Fall/Holiday 2025 is Ralph Lauren’s most distilled interpretation of the American West in years. The designer frames the landscape not as myth but as a place of possibility. “America’s rugged landscapes have long been both a place of refuge and inspiration for me,” he said. “From the snowcapped mountains to the sunlit valleys, the West is a tapestry of lifestyles and time-honoured traditions where authenticity and aspiration live together under endless skies.”
That vision translates to clothes with the ultimate combo – structure and swagger. Think velvet tailoring that feels almost architectural; riding boots paired with hand-embroidered gowns; precise shirting cut against raw, frontier fabrics; and outerwear that carries the weight and romance of a winter spent closer to the elements. Black, tobacco, bone and charcoal dominate, allowing textures – French netting, shearling, suede, heavy cotton twill – to do the narrative lifting. Accessories stay just as smart: The Ralph bag, reimagined with the sleek lines of Lauren’s car collection, introduces a new kind of Western utility.
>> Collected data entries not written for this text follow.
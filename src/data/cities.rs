/*!
The cities known to the forecaster, and their synthetic pollution profiles
*/
use crate::CpuFloat;
use serde::{Deserialize, Serialize};

/// Hand-tuned statistics used to synthesize a city's pollutant series
#[derive(Debug, Copy, Clone, PartialEq, Serialize, Deserialize)]
pub struct CityProfile {
    /// Typical PM2.5 concentration
    pub pm25_base: CpuFloat,
    /// Day-to-day PM2.5 variability
    pub pm25_std: CpuFloat,
    /// Typical NO2 concentration
    pub no2_base: CpuFloat,
    /// Day-to-day NO2 variability
    pub no2_std: CpuFloat,
}

impl CityProfile {
    /// The profile used for cities without a hand-tuned one
    pub const GENERIC: CityProfile = CityProfile::new(25.0, 10.0, 30.0, 6.0);

    /// Create a new profile
    pub const fn new(
        pm25_base: CpuFloat,
        pm25_std: CpuFloat,
        no2_base: CpuFloat,
        no2_std: CpuFloat,
    ) -> CityProfile {
        CityProfile {
            pm25_base,
            pm25_std,
            no2_base,
            no2_std,
        }
    }
}

/// The city/state/country triple used to query the AirVisual API
#[derive(Debug, Clone, Eq, PartialEq, Hash, Serialize, Deserialize)]
pub struct ApiLocation {
    /// City name as the API expects it
    pub city: String,
    /// State or province
    pub state: String,
    /// Country
    pub country: String,
}

/// A city the forecaster can serve
#[derive(Debug, Clone, PartialEq, Serialize, Deserialize)]
pub struct City {
    /// Menu key
    pub key: String,
    /// Display name
    pub name: String,
    /// Where to look the city up in the AirVisual API, if it can be
    pub location: Option<ApiLocation>,
    /// Profile used for synthetic data
    pub profile: CityProfile,
}

impl City {
    /// A city outside the built-in table, synthesized from its tuned profile if one exists
    pub fn custom(name: &str) -> City {
        City {
            key: name.to_lowercase(),
            name: name.to_string(),
            location: None,
            profile: profile_for_name(name),
        }
    }

    /// Whether a query names this city, by key, display name or API name
    pub fn matches(&self, query: &str) -> bool {
        let query = query.trim();
        self.key.eq_ignore_ascii_case(query)
            || self.name.to_lowercase() == query.to_lowercase()
            || self
                .location
                .as_ref()
                .map_or(false, |loc| loc.city.to_lowercase() == query.to_lowercase())
    }
}

// (key, display name, api city, api state, api country)
const CITY_TABLE: [(&str, &str, &str, &str, &str); 7] = [
    ("1", "Ciudad de México", "Mexico City", "Mexico City", "Mexico"),
    ("2", "Nueva York", "New York City", "New York", "USA"),
    ("3", "Los Ángeles", "Los Angeles", "California", "USA"),
    ("4", "Madrid", "Madrid", "Madrid", "Spain"),
    ("5", "Londres", "London", "England", "UK"),
    ("6", "Mendoza, Argentina", "Mendoza", "Mendoza", "Argentina"),
    ("7", "Aksu", "Aksu", "Xinjiang", "China"),
];

const PROFILE_TABLE: [(&str, CityProfile); 6] = [
    ("Ciudad de México", CityProfile::new(35.0, 12.0, 45.0, 8.0)),
    ("Nueva York", CityProfile::new(20.0, 8.0, 30.0, 6.0)),
    ("Los Ángeles", CityProfile::new(28.0, 10.0, 38.0, 7.0)),
    ("Madrid", CityProfile::new(18.0, 7.0, 28.0, 5.0)),
    ("Londres", CityProfile::new(15.0, 6.0, 25.0, 4.0)),
    ("Mendoza, Argentina", CityProfile::new(22.0, 8.0, 28.0, 5.0)),
];

/// The tuned profile for a display name, or [`CityProfile::GENERIC`]
pub fn profile_for_name(name: &str) -> CityProfile {
    PROFILE_TABLE
        .iter()
        .find(|(city, _)| *city == name)
        .map(|(_, profile)| *profile)
        .unwrap_or(CityProfile::GENERIC)
}

/// All built-in cities, in menu order
pub fn all() -> Vec<City> {
    CITY_TABLE
        .iter()
        .map(|&(key, name, city, state, country)| City {
            key: key.to_string(),
            name: name.to_string(),
            location: Some(ApiLocation {
                city: city.to_string(),
                state: state.to_string(),
                country: country.to_string(),
            }),
            profile: profile_for_name(name),
        })
        .collect()
}

/// Find a built-in city by key, display name or API name, ignoring case
pub fn lookup(query: &str) -> Option<City> {
    all().into_iter().find(|city| city.matches(query))
}

/// The city served when a request names none
pub fn default_city() -> City {
    all().swap_remove(0)
}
The guest list? Naturally, very chic. Byron local Elsa Pataky arrived in a Ralph Lauren Collection jacket, shirt, tie, shorts and shoes, anchored by The Ralph tote. Duckie Thot wore a sculptural Collection dress with the shoulder bag; Olivia DeJonge chose a lean Collection look cinched with a belt; while other guests leaned into tuxedo shirting, tailored coats, and tonal layers that nodded to ranch dressing.
As guests moved through the grounds at sunset, they were ushered to a long table lined with candlelight and native florals for dinner under the stars. Dreamy? Of course. Ralph Lauren wouldn’t have it any other way.